Like if you can code a game,
gui is like the easiest part to make.
if you are new to coding you can just download a item menagent script for free on the marketplace
 

Nocturne

Friendly Tyrant
Forum Staff
Admin
I love writing GUI and it's one of the parts of making my games that I most enjoy. Having a framework is fine, BUT it does also mean that users run the risk of having a very generic and bland looking interface (and this is seen in games from other engines, where you can actually tell what engine it was made in just from the main menu!). At least when you have to "roll your own" you aren't boxed in and can explore and create new and innovative stuff. I've seen some absolutely amazing GUIs made by users of GameMaker, for example @Coded Games "Decks Of Dexterity" has a fantastic dynamic GUI and almost every game by @NAL has awesome GUI too. It just takes a little effort and imagination. :)
 
add event > draw > Draw GUI ,>>>> Am i joke to?
Like if you can code a game,
gui is like the easiest part to make.
if you are new to coding you can just download a item menagent script for free on the marketplace
It is easy, it is just cumbersome to actually *place* the GUI correctly without having to keep guessing the position coordinates. It takes a lot more time to correctly place than it should, *especially* if you don't have GMLive because then you would have to run the game for every time you change the code just to see the difference. Not everyone has GMLive btw, it costs money, and it isn't the perfect solution as you are still guessing the position coordinates but not as much.

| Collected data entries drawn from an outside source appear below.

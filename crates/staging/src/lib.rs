// SPDX-License-Identifier: BUSL-1.1
// Copyright (c) 2026 Alfred Jean LLC

// Allow panic!/unwrap/expect in test code
#![cfg_attr(test, allow(clippy::panic))]
#![cfg_attr(test, allow(clippy::unwrap_used))]
#![cfg_attr(test, allow(clippy::expect_used))]

//! tf-staging: the staging middleware chain.
//!
//! Once per supervisor tick, candidate input files are pushed through an
//! ordered list of filter/limit/reorder steps to decide which to admit.
//! Steps are stateless between ticks and see only a read-only snapshot of
//! pipeline counters; the chain never touches the filesystem beyond `stat`
//! (and the `callable` delegate, which runs out of process).

mod chain;
mod state;
mod step;

pub use chain::Chain;
pub use state::PipelineState;
pub use step::{SortKey, StagingError, Step};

Another thing is that the room editor doesn't have a text element, so you can't visually see text not until you actually run the game. The room editor also doesn't have nine slice.

My games are usually 1920x1080 native and rely more on GUI than other games.

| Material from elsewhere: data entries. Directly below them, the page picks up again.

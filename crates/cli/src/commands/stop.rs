// SPDX-License-Identifier: BUSL-1.1
// Copyright (c) 2026 Alfred Jean LLC

//! `tigerflow stop` - signal a running pipeline.

use std::path::PathBuf;

use clap::Args;
use nix::errno::Errno;
use nix::sys::signal::{kill, Signal};
use nix::unistd::Pid;

use crate::exit_error::ExitError;
use tf_core::Workspace;

#[derive(Debug, Args)]
pub struct StopArgs {
    /// Pipeline output directory (must contain .tigerflow)
    pub output_dir: PathBuf,

    /// Send SIGKILL instead of SIGTERM for immediate termination
    #[arg(long, short = 'f')]
    pub force: bool,
}

pub fn stop(args: StopArgs) -> Result<i32, ExitError> {
    let ws = Workspace::new(&args.output_dir);

    if !args.output_dir.exists() {
        eprintln!("Error: Output directory does not exist");
        return Ok(1);
    }
    if !ws.internal_dir().exists() {
        eprintln!("Error: Not a valid pipeline directory (missing .tigerflow)");
        return Ok(1);
    }

    let pid_file = ws.pid_file();
    let Some(pid) = tf_core::read_pid_file(&pid_file) else {
        println!("Pipeline is not running (no PID file)");
        return Ok(0);
    };

    if !tf_core::is_process_running(pid) {
        println!("Pipeline is not running (stale PID file, pid {pid})");
        let _ = std::fs::remove_file(&pid_file);
        return Ok(0);
    }

    let (signal, signal_name) = if args.force {
        (Signal::SIGKILL, "SIGKILL")
    } else {
        (Signal::SIGTERM, "SIGTERM")
    };

    match kill(Pid::from_raw(pid), signal) {
        Ok(()) => {
            println!("Sent {signal_name} to pipeline (pid {pid})");
            Ok(0)
        }
        Err(Errno::ESRCH) => {
            println!("Pipeline already stopped (pid {pid})");
            let _ = std::fs::remove_file(&pid_file);
            Ok(0)
        }
        Err(Errno::EPERM) => {
            eprintln!("Error: Permission denied to stop pipeline (pid {pid})");
            Ok(1)
        }
        Err(e) => Err(ExitError::new(1, format!("failed to signal pipeline (pid {pid}): {e}"))),
    }
}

What am I wanting, is the ability to make our own GUI interface in the room editor. So, nine slice for objects and asset layer elements, a text element that can be visually seen in the room editor and that can be attached to a variable so you can change its text in-game, the ability to initially have these GUI elements turned off but can be turned on through code so that the GUI doesn't run when you first enter the room, and that's all I would want.

So basically just an improved room editor where it is easier to make a GUI interface pretty much without having to use draw functions and doing guess work on the placement coordinates.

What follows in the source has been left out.